Pull each line with the string "main" from the entries.

[Saved data entries]

-----

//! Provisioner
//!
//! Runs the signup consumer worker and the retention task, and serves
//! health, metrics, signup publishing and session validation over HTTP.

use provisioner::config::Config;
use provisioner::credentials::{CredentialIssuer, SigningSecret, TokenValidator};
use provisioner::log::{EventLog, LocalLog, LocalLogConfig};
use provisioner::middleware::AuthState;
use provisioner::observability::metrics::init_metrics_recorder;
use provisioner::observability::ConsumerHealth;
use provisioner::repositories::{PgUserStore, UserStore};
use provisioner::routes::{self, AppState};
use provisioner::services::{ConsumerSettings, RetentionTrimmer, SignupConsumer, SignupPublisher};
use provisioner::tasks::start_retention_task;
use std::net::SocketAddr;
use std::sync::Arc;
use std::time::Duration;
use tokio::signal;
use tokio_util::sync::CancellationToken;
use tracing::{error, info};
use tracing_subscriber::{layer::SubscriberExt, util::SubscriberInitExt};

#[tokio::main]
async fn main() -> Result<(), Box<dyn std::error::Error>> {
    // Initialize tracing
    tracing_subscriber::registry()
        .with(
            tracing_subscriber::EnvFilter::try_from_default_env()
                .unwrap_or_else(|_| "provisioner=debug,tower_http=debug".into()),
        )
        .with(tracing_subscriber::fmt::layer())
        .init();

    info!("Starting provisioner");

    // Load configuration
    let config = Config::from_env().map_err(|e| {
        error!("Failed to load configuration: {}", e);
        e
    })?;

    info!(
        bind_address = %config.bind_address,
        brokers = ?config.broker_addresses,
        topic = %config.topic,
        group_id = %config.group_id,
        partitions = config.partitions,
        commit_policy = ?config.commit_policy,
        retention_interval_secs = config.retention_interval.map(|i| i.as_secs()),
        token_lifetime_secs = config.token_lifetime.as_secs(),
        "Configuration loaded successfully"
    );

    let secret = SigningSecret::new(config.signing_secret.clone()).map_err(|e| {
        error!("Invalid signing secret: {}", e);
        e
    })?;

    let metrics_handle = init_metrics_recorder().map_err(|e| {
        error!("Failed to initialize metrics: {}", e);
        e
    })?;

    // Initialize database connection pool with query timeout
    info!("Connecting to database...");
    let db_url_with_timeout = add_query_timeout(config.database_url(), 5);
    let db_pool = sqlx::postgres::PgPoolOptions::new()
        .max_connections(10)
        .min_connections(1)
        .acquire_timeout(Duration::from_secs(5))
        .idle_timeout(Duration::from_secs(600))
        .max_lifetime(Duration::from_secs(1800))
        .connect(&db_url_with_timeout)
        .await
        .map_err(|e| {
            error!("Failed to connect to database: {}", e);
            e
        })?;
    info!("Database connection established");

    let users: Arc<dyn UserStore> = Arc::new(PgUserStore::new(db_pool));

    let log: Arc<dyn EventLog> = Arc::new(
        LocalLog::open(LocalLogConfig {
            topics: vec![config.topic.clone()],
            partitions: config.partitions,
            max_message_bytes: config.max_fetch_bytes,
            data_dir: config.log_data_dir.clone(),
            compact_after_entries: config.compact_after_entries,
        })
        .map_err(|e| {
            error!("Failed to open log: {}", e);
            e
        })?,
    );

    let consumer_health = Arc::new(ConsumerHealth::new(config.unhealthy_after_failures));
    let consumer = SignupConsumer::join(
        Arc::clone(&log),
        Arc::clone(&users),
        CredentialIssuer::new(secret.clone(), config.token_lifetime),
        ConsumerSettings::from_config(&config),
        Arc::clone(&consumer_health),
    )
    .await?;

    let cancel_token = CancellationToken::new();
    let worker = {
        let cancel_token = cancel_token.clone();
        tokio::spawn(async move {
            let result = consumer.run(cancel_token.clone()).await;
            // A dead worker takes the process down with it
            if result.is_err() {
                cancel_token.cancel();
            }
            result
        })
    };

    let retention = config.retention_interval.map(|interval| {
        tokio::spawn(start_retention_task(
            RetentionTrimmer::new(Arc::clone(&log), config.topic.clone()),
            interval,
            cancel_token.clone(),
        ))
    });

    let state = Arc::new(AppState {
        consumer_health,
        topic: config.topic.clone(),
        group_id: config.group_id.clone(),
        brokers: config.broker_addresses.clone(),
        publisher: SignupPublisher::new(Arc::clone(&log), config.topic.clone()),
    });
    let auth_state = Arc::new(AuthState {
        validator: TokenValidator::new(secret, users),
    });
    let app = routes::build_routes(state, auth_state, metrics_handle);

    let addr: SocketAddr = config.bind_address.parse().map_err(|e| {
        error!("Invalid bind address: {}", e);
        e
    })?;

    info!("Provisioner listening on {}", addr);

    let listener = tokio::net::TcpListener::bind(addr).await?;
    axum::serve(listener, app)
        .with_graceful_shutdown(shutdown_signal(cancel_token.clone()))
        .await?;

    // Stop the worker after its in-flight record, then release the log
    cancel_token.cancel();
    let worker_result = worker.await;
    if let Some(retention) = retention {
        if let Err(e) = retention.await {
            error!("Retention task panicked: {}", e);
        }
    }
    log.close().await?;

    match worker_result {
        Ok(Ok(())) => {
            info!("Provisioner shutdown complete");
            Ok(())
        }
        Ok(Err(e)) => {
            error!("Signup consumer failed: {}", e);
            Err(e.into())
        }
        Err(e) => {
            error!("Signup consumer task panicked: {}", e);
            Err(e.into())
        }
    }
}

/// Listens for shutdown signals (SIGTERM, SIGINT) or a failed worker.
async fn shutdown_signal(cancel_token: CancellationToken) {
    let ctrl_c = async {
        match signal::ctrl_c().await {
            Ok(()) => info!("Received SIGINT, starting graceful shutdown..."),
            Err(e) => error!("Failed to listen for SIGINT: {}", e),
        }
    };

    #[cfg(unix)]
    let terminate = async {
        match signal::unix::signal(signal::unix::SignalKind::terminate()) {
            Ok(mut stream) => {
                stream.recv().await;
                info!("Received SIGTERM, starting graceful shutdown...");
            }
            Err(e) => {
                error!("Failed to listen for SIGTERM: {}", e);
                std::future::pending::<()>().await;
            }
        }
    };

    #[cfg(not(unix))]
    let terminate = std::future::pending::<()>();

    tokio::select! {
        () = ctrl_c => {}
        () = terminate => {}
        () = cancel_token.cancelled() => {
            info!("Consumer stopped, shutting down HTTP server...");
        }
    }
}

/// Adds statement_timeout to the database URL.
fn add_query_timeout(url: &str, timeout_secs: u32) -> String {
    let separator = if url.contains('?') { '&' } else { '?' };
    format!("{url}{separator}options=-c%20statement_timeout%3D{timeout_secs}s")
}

-----

Written response:
#[tokio::main]
async fn main() -> Result<(), Box<dyn std::error::Error>> {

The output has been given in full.